茜色の境界線
莉奈に声を荒らげてしまったあの日から、胸の奥に刺さった棘が抜けないまま、卒業式の日を迎えた。
それは、彼女が「女子高生」でなくなる日であり、同時に、ネットの海で輝いていた「ステラ」が幕を閉じる日でもあった。
当日も、莉奈は変わらず迎えに来てくれた。
式が終われば、彼女はすぐに卒業配信の準備のためにスタジオへ向かう。
これが、制服姿の彼女と並んで歩ける最後の時間。
颯太は足を止め、深く頭を下げた。
「……卒業、おめでとうございます。これまで、本当にありがとうございました」
最後のお別れを告げるような挨拶。
莉奈は少し寂しそうに微笑んだが、すぐに何かを言いかけて、止めた。
颯太の胸には、完成させられなかった彼女への曲が、重い石のように居座っている。
あの日々を音楽で形にしたかった。そんな後悔を抱えたまま、二人はそれぞれの教室へと別れた。
教室に入ると、隼人が椅子を引いて待っていた。
「……いよいよ、卒業式だな」
颯太がそう切り出すと、隼人は何かを言いたげな表情で頷いた。
式が始まり、体育館に卒業生が入場してくる。
莉奈はキョロキョロと周囲を見渡し、颯太の姿を見つけると、ほんの一瞬だけ、以前と変わらない表情で手を振ってくれた。
式が進行する中、颯太は遠くに座る莉奈の背中を見つめた。
彼女は時折、隣の席の女子と親しげに言葉を交わしている。
かつて人を寄せ付けない彼女だったが、今は確かにこの場所に溶け込んでいる。
その光景は、彼女が前を向いて歩き出した証で、とても嬉しいはずなのに、なぜか自分の手からこぼれ落ちていくような寂しさが勝った。
答辞が始まると、颯太はこみ上げてくるもの必死に我慢し、目尻を拭った。
一人でいい、誰もいらない。
そう思って壁を作っていた自分を、外の世界へ引きずり出してくれたのはステラであり、莉奈だった。
彼女と出会い、隼人やいろはと過ごした日々は、音が消えた今の世界でも、消えない熱を持って胸に残っている。

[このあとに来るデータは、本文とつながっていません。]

//! Runtime configuration, loaded from a mounted YAML file with a default
//! fallback.

use std::path::Path;
use std::time::Duration;

use serde::{Deserialize, Serialize};
use tracing::debug;

const DEFAULT_MACHINE_START_TIMEOUT_MIN: u64 = 8;

/// Tunables of the runtime orchestrator.
#[derive(Clone, Debug, Serialize, Deserialize)]
pub struct RuntimeConfig {
    /// Upper bound on one machine's bootstrap, in minutes. Exceeding it is
    /// an infrastructure failure for that machine.
    #[serde(default = "default_machine_start_timeout_min")]
    pub machine_start_timeout_min: u64,
}

fn default_machine_start_timeout_min() -> u64 {
    DEFAULT_MACHINE_START_TIMEOUT_MIN
}

impl Default for RuntimeConfig {
    fn default() -> Self {
        Self {
            machine_start_timeout_min: DEFAULT_MACHINE_START_TIMEOUT_MIN,
        }
    }
}

impl RuntimeConfig {
    /// Load configuration from a YAML file.
    pub fn from_file(path: impl AsRef<Path>) -> anyhow::Result<Self> {
        let path = path.as_ref();
        debug!(path = %path.display(), "loading runtime configuration");
        let raw = std::fs::read_to_string(path)?;
        let config: Self = serde_yaml::from_str(&raw)?;
        Ok(config)
    }

    pub fn validate(&self) -> anyhow::Result<()> {
        if self.machine_start_timeout_min == 0 {
            anyhow::bail!("machine_start_timeout_min must be greater than zero");
        }
        Ok(())
    }

    #[must_use]
    pub fn machine_start_timeout(&self) -> Duration {
        Duration::from_secs(self.machine_start_timeout_min * 60)
    }
}

#[cfg(test)]
mod tests {
    use super::*;
    use std::io::Write;

    #[test]
    fn defaults_are_valid() {
        let config = RuntimeConfig::default();
        assert!(config.validate().is_ok());
        assert_eq!(config.machine_start_timeout(), Duration::from_secs(8 * 60));
    }

    #[test]
    fn loads_from_yaml_file() {
        let mut file = tempfile::NamedTempFile::new().unwrap();
        writeln!(file, "machine_start_timeout_min: 13").unwrap();

        let config = RuntimeConfig::from_file(file.path()).unwrap();
        assert_eq!(config.machine_start_timeout_min, 13);
        assert!(config.validate().is_ok());
    }

    #[test]
    fn zero_timeout_fails_validation() {
        let config = RuntimeConfig {
            machine_start_timeout_min: 0,
        };
        assert!(config.validate().is_err());
    }
}
//! Workspace runtime orchestration.
//!
//! Brings a declarative workspace environment to life on a cluster
//! namespace (PVCs, services, routes, pods), bootstraps each machine in
//! order while publishing status events, and guarantees that partial
//! failures never leave stray cluster resources behind.

pub mod bootstrap;
pub mod cluster;
pub mod config;
pub mod error;
pub mod events;
pub mod model;
pub mod namespace;
pub mod orchestrator;
pub mod rewrite;

pub use config::RuntimeConfig;
pub use error::{classify, Result, RuntimeError};
pub use events::{BroadcastPublisher, EventPublisher, MachineStatus, MachineStatusEvent};
pub use model::{
    machine_name, machine_names, original_name, Installer, MachineConfig, MachineDecl, Route,
    RouteSpec, RuntimeContext, RuntimeIdentity, WorkspaceEnvironment, ORIGINAL_NAME_LABEL,
    WORKSPACE_ID_LABEL,
};
pub use orchestrator::{RuntimeStatus, WorkspaceRuntime};
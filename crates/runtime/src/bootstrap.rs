//! Bootstrapper seam: the mechanism that runs a machine's declared
//! installers inside its container once the container is up.

use std::sync::Arc;

use async_trait::async_trait;

use crate::model::{Installer, RuntimeIdentity};

/// Performs the blocking, possibly long-running bring-up sequence for one
/// machine. May return a classified infrastructure error or be cancelled
/// mid-flight (surfaced as [`crate::RuntimeError::Cancelled`]).
#[async_trait]
pub trait Bootstrapper: Send + Sync {
    async fn bootstrap(&self) -> anyhow::Result<()>;
}

/// Builds a [`Bootstrapper`] for one machine of a runtime.
pub trait BootstrapperFactory: Send + Sync {
    fn create(
        &self,
        identity: &RuntimeIdentity,
        machine_name: &str,
        installers: &[Installer],
    ) -> Arc<dyn Bootstrapper>;
}

/// Bootstrapper that performs no work. For environments whose machines
/// declare no installers, and for minimal configurations.
pub struct NoopBootstrapper;

#[async_trait]
impl Bootstrapper for NoopBootstrapper {
    async fn bootstrap(&self) -> anyhow::Result<()> {
        Ok(())
    }
}

/// Factory handing out [`NoopBootstrapper`] for every machine.
pub struct NoopBootstrapperFactory;

impl BootstrapperFactory for NoopBootstrapperFactory {
    fn create(
        &self,
        _identity: &RuntimeIdentity,
        _machine_name: &str,
        _installers: &[Installer],
    ) -> Arc<dyn Bootstrapper> {
        Arc::new(NoopBootstrapper)
    }
}
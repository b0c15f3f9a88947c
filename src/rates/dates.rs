//! Calendar-date normalization for broker timestamps.
//!
//! Row dates arrive as `DD/MM/YYYY HH:MM` strings (sometimes with seconds,
//! sometimes without a time) or as spreadsheet serial numbers. Everything is
//! reduced to a `NaiveDate` before it is compared with rate sample dates.

use chrono::{Duration, NaiveDate};

use crate::error::EnrichError;
use crate::sheet::CellValue;

const DATE_FORMATS: [&str; 3] = ["%d/%m/%Y", "%Y-%m-%d", "%d-%m-%Y"];

/// Reduce a timestamp string to its calendar date, dropping any time part
pub fn normalize_date(raw: &str) -> Result<NaiveDate, EnrichError> {
    let trimmed = raw.trim();
    let date_part = trimmed
        .split(|c: char| c.is_whitespace() || c == 'T')
        .next()
        .unwrap_or(trimmed);

    DATE_FORMATS
        .iter()
        .find_map(|format| NaiveDate::parse_from_str(date_part, format).ok())
        .ok_or_else(|| EnrichError::InvalidDate(raw.to_string()))
}

/// Convert a spreadsheet serial (days since 1899-12-30) to a date
pub fn date_from_serial(serial: f64) -> Result<NaiveDate, EnrichError> {
    if !serial.is_finite() || serial < 0.0 {
        return Err(EnrichError::InvalidDate(serial.to_string()));
    }
    let excel_epoch = NaiveDate::from_ymd_opt(1899, 12, 30)
        .ok_or_else(|| EnrichError::InvalidDate("spreadsheet epoch".to_string()))?;
    excel_epoch
        .checked_add_signed(Duration::days(serial.floor() as i64))
        .ok_or_else(|| EnrichError::InvalidDate(serial.to_string()))
}

/// Date held by a cell; blank text is `None`
pub fn date_from_cell(value: &CellValue) -> Result<Option<NaiveDate>, EnrichError> {
    match value {
        CellValue::Text(text) if text.trim().is_empty() => Ok(None),
        CellValue::Text(text) => normalize_date(text).map(Some),
        CellValue::Number(serial) | CellValue::DateTime(serial) => {
            date_from_serial(*serial).map(Some)
        }
        CellValue::Bool(b) => Err(EnrichError::InvalidDate(b.to_string())),
    }
}
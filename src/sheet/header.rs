use std::collections::HashMap;
use tracing::warn;

use super::address::CellAddress;
use super::cell::Cell;
use super::grid::Grid;

/// Header label → column mapping for one sheet
///
/// Built from the header row of the grid's declared bound. Empty and absent
/// header cells are left out. When a label repeats, the leftmost column is
/// kept and the later ones are recorded in `duplicates`.
#[derive(Debug, Clone, Default, PartialEq)]
pub struct HeaderIndex {
    columns: HashMap<String, u32>,
    duplicates: Vec<(String, u32)>,
}

impl HeaderIndex {
    pub fn build(grid: &Grid) -> Self {
        let bound = grid.bound();
        let mut index = HeaderIndex::default();

        for col in bound.columns() {
            let address = CellAddress::new(col, bound.header_row());
            // Formula headers are indexed by their last computed value
            let value = match grid.get(address) {
                Some(Cell::Literal(value)) => value,
                Some(Cell::Formula(formula)) => match formula.cached() {
                    Some(value) => value,
                    None => continue,
                },
                None => continue,
            };
            let label = value.as_text().trim().to_string();
            if label.is_empty() {
                continue;
            }

            if let Some(&first) = index.columns.get(&label) {
                warn!(
                    "Duplicate header '{}' at {} (keeping {})",
                    label,
                    address,
                    CellAddress::new(first, bound.header_row())
                );
                index.duplicates.push((label, col));
            } else {
                index.columns.insert(label, col);
            }
        }

        index
    }

    pub fn get(&self, label: &str) -> Option<u32> {
        self.columns.get(label.trim()).copied()
    }

    /// First alias present in the header row, with its column
    pub fn resolve<'a>(&self, aliases: &[&'a str]) -> Option<(&'a str, u32)> {
        aliases
            .iter()
            .find_map(|alias| self.get(alias).map(|col| (*alias, col)))
    }

    pub fn contains(&self, label: &str) -> bool {
        self.get(label).is_some()
    }

    /// Labels sorted by column
    pub fn labels(&self) -> Vec<(&str, u32)> {
        let mut labels: Vec<(&str, u32)> = self
            .columns
            .iter()
            .map(|(label, col)| (label.as_str(), *col))
            .collect();
        labels.sort_by_key(|(_, col)| *col);
        labels
    }

    pub fn duplicates(&self) -> &[(String, u32)] {
        &self.duplicates
    }

    pub fn len(&self) -> usize {
        self.columns.len()
    }

    pub fn is_empty(&self) -> bool {
        self.columns.is_empty()
    }
}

式が終わったあと、颯太は喧騒を避けて一人屋上へ上がった。
屋上の下では、卒業生たちが楽しそうに写真を撮り合い、別れを惜しんでいる。
その賑やかさは、今の颯太には届かない。
これから莉奈は大学へ行き、学び、いつか立派な教師になる。
いつか自分ではない誰かと恋をして、幸せを掴むだろう。
自分との唯一の接点だった「高校」という鎖が外れた今、彼女はもう、どこへだって飛んでいける。
「……っ」
茜色に染まり始めた空を見上げると、勝手に涙が溢れた。
しばらく黄昏れたあと、颯太は重い足取りで校門を抜けた。
ふいに、ポケットのスマホが短く震える。
画面を見ると、そこには残酷なまでに淡々とした通知が表示されていた。
『ステラ:【卒業ライブ】今までありがとうございました!』
――始まったんだ。
自分が拒絶してしまった、彼女の最後の舞台。
見られない。
見たくない。
音が聞こえないライブなんて、彼女の声が失われたことを再確認するだけの拷問だ。
逃げるように駅へ向かい、改札に入ろうとした、その時。
不意に、後ろから力強く腕を掴まれた。
「……っ、隼人?」
驚いて振り向くと、そこには息を切らした隼人が立っていた。
隼人は有無を言わさぬ表情で、スマホの画面を突きつけてくる。
『もうステラの配信が始まってる。お前、桜庭先輩の配信を見なくていいのか?』
颯太の思考が凍りついた。
「……な、んで……隼人が、その名前を……」
なぜ彼がステラの正体を知っているのか。
困惑する颯太を余所に、隼人は誰かに電話をかけた。
『黙ってついてこい』
スマホに表示された文字。
隼人はそのまま、拒絶する隙も与えない力強さで、颯太の腕を引いて走り出した。